John has published widely in computer science and software engineering as well as AI and cognitive science. His book Safe and Sound: Artificial Intelligence in Hazardous Applications (MIT Press 2000) still appears to be the only general treatment of the safe use of AI in medicine and other critical fields. He can be contacted through his LinkedIn page at https://www.linkedin.com/in/john-fox-914a19b/.

 

Alejo Nevado-Hogado

Director of Artificial Intelligence at Cristal Health; Informatics Lead for TNDR

Alejo is the lead of the informatics team in the TNDR (https://www.psych.ox.ac.uk/research/dementia-research-group) laboratory, formed by 22 machine learners and bioinformaticians.

He is also the Director of Artificial Intelligence at Cristal Health. For both roles and groups, their focus is on the applications of machine learning and bioinformatics to mental health care.

The main technologies that they apply and develop in their laboratory are bioinformatics, artificial intelligence and high performance computing, and they apply these to data coming from biotech laboratories (i.e. genomics, transcriptomics, proteomics and metabolomics from human samples and iPSC cells) and hospitals or GP practices (i.e. Electronic Health Records and cohorts of volunteer patients). In the case of biotech data, bioinformatics methods allow them to know which are the metabolic processes associated with neurological diseases, such that appropriate pharmaceutical targets and drugs can be developed. In the case of hospital and GP data, artificial intelligence and neural networks allow them to extract from the text notes written by doctors what are the diagnoses, medications, symptoms and medical test results of millions of patients, which in turn can be analysed to evaluate the most efficient treatment per patient (personalised medicine), or whether certain drugs are serendipitously ameliorating psychiatric conditions (drug repurposing). Often, they combine biotech and hospital/GP data to validate laboratory results with real world evidence, such that any target or treatments we propose increases its chances of succeeding in the final stages of clinical trials. In all cases, high performance computing is the software (e.g. concurrent programming, threading or CUDA) and hardware (e.g. our 40 GPUs computational cluster) of choice to perform all these calculations in hours rather than years.

 

Nick de Pennington

Innovation & Population Health Lead at OUH NHS Trust, Founder and CEO of Ufonia, Co-founder of The Hill

Background as a neurosurgeon with over 15 years of frontline clinical experience.
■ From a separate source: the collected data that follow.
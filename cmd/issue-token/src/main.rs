//! Mints bearer tokens for local development and operations.
//!
//! ```text
//! issue-token admin --id a1 --email root@example.com
//! issue-token user --id u1 --email ann@example.com --name Ann
//! ```

use std::path::PathBuf;

use anyhow::Context;
use auth_adapters::JwtIdentityResolver;
use clap::{Parser, Subcommand};
use configs::AppConfig;
use domains::Identity;
use secrecy::SecretString;

#[derive(Parser, Debug)]
#[command(name = "issue-token")]
#[command(about = "Mint an Inkwell bearer token", long_about = None)]
struct Args {
    /// Signing secret. Defaults to `auth.jwt_secret` from the configuration.
    #[arg(long, env = "INKWELL_JWT_SECRET", hide_env_values = true)]
    secret: Option<String>,

    /// Token lifetime in seconds. Defaults to `auth.token_ttl_secs`.
    #[arg(long)]
    ttl: Option<u64>,

    #[arg(long, env = "INKWELL_CONFIG_DIR", default_value = "config")]
    config_dir: PathBuf,

    #[arg(long, env = "INKWELL_ENV", default_value = "development")]
    profile: String,

    #[command(subcommand)]
    kind: Kind,
}

#[derive(Subcommand, Debug)]
enum Kind {
    /// Token for an admin account.
    Admin {
        #[arg(long)]
        id: String,
        #[arg(long)]
        email: String,
    },
    /// Token for a record user.
    User {
        #[arg(long)]
        id: String,
        #[arg(long, default_value = "")]
        email: String,
        #[arg(long, default_value = "")]
        name: String,
        #[arg(long, default_value = "users")]
        collection: String,
    },
}

impl From<Kind> for Identity {
    fn from(kind: Kind) -> Self {
        match kind {
            Kind::Admin { id, email } => Identity::Admin { id, email },
            Kind::User {
                id,
                email,
                name,
                collection,
            } => Identity::RecordUser {
                id,
                collection,
                name,
                email,
            },
        }
    }
}

fn main() -> anyhow::Result<()> {
    dotenvy::dotenv().ok();
    let args = Args::parse();

    let (secret, ttl) = match args.secret {
        Some(secret) => (SecretString::from(secret), args.ttl.unwrap_or(3600)),
        None => {
            let config = AppConfig::from_dir(&args.config_dir, &args.profile, true)
                .context("no --secret given and the configuration could not be loaded")?;
            let secret = config
                .auth
                .jwt_secret
                .context("auth.jwt_secret is not configured")?;
            (secret, args.ttl.unwrap_or(config.auth.token_ttl_secs))
        }
    };

    let resolver = JwtIdentityResolver::new(&secret, ttl);
    let token = resolver.issue(&Identity::from(args.kind))?;
    println!("{token}");
    Ok(())
}
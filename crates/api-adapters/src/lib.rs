//! # api-adapters
//!
//! HTTP surface of Inkwell. With `web-axum` this crate provides the router,
//! the auth middleware and the error-to-JSON mapping; the metrics registry
//! is available regardless of the web framework.

pub mod metrics;

#[cfg(feature = "web-axum")]
pub mod auth;
#[cfg(feature = "web-axum")]
pub mod error;
#[cfg(feature = "web-axum")]
pub mod layers;
#[cfg(feature = "web-axum")]
pub mod routes;
#[cfg(feature = "web-axum")]
pub mod state;

pub use metrics::Metrics;

#[cfg(feature = "web-axum")]
pub use error::ApiError;
#[cfg(feature = "web-axum")]
pub use layers::with_http_layers;
#[cfg(feature = "web-axum")]
pub use routes::router;
#[cfg(feature = "web-axum")]
pub use state::{AppContext, HookVars, Ports};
Start-up entrepreneur and co-founder of health innovation lab.

Ufonia (autonomous speech-based monitoring of health) is applying artificial intelligence technologies to solve the biggest challenges in healthcare.

 

Jessica Morley

AI project lead at DHSC/NHSX & MSc Student at Oxford Internet Institute

Since studying the social impact of digital technologies for my undergraduate degree thesis at the University of Oxford in 2012, I have been passionate about understanding the ethical, philosophical and practical ramifications of the increasing use of technology in critical industries, notably healthcare and financial services. I have gained extensive experience in this time in how to research (both quantitatively and qualitatively) and design evidence-based policies in response, to ensure technology can be utilised to help people, organisations and society achieve collectively-desired aims whilst minimising the potential negative ramifications. This has included experience in managing multi-stakeholder projects and culminated in my spending the a significant proportion of the last couple of years as the lead tech advisor for data-driven tech at UK Department of Health and Social Care (soon to be NHSX), leading the development and co-authoring of the Code of Conduct for data-driven health and care technologies and several other related programmes – including designing the State of the Data-Driven HealthTech Ecosystem survey. For the past year I have done this whilst also studying the for my MSc in social science of the Internet at the Oxford Internet Institute. Specifically, I study the ethics and philosophy of using healthcare information with Professor Luciano Floridi as a member of the Digital Ethics Lab.